[Material for the task]:

►

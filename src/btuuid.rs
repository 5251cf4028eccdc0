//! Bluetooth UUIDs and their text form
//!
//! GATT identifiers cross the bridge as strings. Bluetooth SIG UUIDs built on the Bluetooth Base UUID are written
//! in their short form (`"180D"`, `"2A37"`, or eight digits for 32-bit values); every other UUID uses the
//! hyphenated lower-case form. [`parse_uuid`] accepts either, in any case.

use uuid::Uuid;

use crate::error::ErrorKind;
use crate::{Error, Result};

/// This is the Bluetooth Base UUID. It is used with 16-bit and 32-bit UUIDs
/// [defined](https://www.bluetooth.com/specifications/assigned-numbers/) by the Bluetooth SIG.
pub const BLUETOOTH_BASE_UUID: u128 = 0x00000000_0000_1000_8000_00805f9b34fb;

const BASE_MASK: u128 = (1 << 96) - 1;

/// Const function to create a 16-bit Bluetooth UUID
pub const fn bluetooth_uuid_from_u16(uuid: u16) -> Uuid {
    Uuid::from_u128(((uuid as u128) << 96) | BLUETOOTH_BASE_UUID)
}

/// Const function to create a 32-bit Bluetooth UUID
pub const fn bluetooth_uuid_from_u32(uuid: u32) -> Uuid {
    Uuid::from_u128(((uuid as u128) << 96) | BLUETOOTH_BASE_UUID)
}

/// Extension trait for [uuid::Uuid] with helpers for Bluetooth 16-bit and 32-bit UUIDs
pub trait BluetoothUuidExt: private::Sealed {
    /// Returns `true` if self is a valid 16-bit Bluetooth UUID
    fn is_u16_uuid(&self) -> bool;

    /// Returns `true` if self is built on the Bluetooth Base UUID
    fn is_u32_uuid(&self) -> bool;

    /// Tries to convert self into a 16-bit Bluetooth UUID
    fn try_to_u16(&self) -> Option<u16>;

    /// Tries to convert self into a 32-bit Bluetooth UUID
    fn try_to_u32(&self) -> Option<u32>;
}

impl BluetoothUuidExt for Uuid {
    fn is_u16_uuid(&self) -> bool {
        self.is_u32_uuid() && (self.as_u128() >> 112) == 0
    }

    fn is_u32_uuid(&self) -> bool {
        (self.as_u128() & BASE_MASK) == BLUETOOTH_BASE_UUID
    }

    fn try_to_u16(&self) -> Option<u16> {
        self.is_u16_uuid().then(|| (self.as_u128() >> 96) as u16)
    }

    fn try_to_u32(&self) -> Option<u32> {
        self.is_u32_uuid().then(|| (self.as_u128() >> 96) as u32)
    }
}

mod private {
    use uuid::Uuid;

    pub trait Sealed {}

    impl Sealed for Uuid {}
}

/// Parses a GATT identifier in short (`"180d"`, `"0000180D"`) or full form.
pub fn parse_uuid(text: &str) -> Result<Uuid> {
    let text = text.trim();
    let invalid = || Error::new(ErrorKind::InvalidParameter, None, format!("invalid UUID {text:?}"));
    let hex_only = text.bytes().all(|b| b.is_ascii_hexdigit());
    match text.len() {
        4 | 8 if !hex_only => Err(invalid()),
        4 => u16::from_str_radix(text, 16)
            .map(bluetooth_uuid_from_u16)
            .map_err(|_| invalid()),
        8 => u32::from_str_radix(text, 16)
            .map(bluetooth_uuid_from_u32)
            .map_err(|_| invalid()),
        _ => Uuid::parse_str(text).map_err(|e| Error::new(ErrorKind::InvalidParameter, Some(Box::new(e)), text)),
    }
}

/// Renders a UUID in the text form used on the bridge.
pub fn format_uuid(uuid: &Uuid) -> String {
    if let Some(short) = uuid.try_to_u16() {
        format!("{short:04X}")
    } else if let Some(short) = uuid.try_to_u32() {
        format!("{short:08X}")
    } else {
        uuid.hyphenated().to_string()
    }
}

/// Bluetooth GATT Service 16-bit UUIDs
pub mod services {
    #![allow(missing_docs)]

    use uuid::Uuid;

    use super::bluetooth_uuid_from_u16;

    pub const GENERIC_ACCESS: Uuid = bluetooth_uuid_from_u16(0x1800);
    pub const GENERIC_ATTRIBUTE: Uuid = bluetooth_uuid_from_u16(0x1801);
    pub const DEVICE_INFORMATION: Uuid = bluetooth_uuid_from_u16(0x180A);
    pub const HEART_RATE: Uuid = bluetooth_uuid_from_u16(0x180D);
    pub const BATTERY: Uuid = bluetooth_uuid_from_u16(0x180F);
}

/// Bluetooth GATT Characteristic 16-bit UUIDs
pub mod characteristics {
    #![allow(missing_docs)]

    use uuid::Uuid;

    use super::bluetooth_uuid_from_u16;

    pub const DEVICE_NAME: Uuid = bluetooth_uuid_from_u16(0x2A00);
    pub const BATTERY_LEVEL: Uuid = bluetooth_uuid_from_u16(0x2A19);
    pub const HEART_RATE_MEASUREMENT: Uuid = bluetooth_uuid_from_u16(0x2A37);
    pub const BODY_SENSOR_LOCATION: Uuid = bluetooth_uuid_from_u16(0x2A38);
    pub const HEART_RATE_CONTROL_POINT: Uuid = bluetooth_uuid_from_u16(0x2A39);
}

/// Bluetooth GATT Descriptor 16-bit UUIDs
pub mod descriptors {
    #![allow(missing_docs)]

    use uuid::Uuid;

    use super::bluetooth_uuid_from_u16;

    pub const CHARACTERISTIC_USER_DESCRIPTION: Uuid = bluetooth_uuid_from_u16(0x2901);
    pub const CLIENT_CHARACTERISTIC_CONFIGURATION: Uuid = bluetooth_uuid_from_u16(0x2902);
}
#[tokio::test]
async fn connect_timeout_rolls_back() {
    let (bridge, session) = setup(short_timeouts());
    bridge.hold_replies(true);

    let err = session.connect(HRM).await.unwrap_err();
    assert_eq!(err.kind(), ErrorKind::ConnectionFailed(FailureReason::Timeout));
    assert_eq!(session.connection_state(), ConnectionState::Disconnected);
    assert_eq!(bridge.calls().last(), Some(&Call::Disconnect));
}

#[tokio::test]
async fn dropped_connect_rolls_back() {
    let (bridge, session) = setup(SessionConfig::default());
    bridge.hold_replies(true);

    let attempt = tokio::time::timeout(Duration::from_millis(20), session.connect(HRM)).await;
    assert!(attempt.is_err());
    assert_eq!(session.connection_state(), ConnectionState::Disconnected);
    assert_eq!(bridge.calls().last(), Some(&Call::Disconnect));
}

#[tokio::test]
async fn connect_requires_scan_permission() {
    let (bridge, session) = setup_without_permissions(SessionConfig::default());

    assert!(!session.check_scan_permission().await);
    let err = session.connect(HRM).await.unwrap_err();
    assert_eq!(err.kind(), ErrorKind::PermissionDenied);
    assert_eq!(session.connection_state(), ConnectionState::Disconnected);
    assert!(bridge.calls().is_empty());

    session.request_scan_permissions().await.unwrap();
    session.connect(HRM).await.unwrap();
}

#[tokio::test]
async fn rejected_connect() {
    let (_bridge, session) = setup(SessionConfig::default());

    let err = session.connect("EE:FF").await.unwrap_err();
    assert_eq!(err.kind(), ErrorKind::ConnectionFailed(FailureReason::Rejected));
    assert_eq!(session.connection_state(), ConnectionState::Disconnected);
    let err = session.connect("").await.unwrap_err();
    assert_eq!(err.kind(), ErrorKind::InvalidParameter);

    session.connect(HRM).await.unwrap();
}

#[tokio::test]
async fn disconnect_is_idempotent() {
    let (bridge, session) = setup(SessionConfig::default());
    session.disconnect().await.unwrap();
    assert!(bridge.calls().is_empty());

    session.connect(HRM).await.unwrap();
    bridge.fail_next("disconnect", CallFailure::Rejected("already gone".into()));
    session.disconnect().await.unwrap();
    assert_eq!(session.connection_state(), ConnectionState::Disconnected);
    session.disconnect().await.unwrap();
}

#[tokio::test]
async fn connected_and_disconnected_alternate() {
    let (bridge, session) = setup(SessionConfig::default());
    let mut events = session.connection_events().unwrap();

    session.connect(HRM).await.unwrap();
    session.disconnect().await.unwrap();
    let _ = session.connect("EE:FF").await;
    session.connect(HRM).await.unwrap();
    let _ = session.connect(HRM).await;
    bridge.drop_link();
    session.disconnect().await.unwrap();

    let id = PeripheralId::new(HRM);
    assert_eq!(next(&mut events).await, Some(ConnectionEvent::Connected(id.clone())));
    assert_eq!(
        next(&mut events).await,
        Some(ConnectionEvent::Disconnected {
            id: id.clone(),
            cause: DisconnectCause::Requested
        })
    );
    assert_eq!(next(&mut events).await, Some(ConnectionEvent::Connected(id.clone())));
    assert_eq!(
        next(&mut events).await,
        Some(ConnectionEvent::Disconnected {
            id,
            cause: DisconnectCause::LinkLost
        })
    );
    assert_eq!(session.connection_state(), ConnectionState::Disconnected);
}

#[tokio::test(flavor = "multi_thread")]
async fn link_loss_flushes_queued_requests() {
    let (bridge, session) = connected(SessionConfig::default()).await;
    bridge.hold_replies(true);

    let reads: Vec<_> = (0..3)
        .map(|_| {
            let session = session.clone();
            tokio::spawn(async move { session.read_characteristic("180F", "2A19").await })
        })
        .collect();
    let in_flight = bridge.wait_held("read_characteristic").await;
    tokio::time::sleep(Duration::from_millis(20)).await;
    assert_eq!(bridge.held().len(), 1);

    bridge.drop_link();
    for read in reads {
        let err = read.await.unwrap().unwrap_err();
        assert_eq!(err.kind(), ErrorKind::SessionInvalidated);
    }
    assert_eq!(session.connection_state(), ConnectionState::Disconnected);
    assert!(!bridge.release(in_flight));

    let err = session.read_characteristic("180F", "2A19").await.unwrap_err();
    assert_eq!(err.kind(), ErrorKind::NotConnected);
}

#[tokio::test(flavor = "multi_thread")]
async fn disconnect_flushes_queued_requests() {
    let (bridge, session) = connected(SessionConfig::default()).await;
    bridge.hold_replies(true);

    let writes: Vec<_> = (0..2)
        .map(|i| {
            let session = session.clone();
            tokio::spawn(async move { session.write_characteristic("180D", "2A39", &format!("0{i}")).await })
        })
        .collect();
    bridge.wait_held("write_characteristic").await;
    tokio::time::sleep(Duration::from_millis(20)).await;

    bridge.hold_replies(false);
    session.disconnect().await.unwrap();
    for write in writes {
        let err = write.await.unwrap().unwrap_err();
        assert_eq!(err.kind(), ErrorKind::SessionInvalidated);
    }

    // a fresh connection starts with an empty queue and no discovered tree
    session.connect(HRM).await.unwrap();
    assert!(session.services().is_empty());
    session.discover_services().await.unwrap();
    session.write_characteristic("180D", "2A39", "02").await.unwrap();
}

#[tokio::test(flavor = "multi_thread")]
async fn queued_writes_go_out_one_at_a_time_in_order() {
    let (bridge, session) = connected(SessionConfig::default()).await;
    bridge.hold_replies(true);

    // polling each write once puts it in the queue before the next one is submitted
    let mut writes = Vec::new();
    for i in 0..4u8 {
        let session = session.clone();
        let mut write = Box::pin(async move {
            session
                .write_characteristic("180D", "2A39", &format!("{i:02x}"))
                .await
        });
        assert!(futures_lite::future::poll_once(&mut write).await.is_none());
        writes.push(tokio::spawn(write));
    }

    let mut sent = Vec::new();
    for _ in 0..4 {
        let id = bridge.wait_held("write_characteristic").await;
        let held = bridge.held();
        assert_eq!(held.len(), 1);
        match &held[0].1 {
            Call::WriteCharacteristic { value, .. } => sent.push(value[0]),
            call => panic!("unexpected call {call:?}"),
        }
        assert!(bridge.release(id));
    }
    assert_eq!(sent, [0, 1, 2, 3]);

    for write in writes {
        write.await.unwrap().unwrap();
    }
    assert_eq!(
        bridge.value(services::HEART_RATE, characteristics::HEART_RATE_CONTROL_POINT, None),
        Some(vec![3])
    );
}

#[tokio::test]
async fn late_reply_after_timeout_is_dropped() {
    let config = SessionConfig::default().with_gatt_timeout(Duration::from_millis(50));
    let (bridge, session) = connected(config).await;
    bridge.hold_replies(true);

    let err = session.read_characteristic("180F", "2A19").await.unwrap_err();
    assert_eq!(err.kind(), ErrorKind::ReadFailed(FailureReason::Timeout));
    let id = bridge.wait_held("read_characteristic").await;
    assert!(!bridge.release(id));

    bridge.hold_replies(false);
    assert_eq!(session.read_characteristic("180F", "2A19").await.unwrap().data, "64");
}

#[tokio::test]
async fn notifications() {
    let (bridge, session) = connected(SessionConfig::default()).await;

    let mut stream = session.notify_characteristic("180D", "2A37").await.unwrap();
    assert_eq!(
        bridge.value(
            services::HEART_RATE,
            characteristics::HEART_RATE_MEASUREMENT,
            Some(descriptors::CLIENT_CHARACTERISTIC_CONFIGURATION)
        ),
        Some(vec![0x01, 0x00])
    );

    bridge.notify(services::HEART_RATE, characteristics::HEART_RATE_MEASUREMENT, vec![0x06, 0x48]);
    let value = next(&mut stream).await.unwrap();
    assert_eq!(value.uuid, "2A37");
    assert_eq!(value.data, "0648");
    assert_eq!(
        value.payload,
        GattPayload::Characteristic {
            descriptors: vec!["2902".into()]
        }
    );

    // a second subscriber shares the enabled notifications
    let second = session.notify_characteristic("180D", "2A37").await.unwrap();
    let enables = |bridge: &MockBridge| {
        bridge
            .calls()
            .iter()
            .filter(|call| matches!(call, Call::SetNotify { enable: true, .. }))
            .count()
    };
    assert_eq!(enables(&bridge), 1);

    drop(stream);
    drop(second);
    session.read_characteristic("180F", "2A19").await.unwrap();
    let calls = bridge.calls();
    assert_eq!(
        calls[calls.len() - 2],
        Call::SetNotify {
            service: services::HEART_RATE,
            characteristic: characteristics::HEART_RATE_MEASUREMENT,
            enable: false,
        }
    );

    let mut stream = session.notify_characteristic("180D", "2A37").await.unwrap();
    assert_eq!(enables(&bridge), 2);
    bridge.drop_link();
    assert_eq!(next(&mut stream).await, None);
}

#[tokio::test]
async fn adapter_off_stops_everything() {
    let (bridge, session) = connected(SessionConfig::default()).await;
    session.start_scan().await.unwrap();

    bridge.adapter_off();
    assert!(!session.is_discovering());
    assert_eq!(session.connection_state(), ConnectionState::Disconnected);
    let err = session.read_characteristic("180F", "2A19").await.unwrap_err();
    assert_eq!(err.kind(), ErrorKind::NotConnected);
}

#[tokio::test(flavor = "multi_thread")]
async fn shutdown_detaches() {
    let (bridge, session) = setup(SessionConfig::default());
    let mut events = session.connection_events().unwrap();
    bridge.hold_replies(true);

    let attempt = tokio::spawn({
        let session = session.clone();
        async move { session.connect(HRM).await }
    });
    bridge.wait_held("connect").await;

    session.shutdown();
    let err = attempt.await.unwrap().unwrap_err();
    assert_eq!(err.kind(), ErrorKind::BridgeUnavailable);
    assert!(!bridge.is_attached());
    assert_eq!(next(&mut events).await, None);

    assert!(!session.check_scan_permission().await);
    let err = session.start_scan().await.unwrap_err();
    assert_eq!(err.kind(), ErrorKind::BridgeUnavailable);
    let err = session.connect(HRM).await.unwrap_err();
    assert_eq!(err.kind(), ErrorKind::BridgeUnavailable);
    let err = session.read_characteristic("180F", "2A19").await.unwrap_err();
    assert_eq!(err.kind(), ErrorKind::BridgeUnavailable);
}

◄

[Exercise aim]: Print the lines above, unchanged, from the start of the records to the line with "pub const fn bluetooth_uuid_from_u32(uuid: u32)", including that final line.

[Response to the task]:
filename src/btuuid.rs
repository 5251cf4028eccdc0
//! Bluetooth UUIDs and their text form
//!
//! GATT identifiers cross the bridge as strings. Bluetooth SIG UUIDs built on the Bluetooth Base UUID are written
//! in their short form (`"180D"`, `"2A37"`, or eight digits for 32-bit values); every other UUID uses the
//! hyphenated lower-case form. [`parse_uuid`] accepts either, in any case.

use uuid::Uuid;

use crate::error::ErrorKind;
use crate::{Error, Result};

/// This is the Bluetooth Base UUID. It is used with 16-bit and 32-bit UUIDs
/// [defined](https://www.bluetooth.com/specifications/assigned-numbers/) by the Bluetooth SIG.
pub const BLUETOOTH_BASE_UUID: u128 = 0x00000000_0000_1000_8000_00805f9b34fb;

const BASE_MASK: u128 = (1 << 96) - 1;

/// Const function to create a 16-bit Bluetooth UUID
pub const fn bluetooth_uuid_from_u16(uuid: u16) -> Uuid {
    Uuid::from_u128(((uuid as u128) << 96) | BLUETOOTH_BASE_UUID)
}

/// Const function to create a 32-bit Bluetooth UUID
pub const fn bluetooth_uuid_from_u32(uuid: u32) -> Uuid {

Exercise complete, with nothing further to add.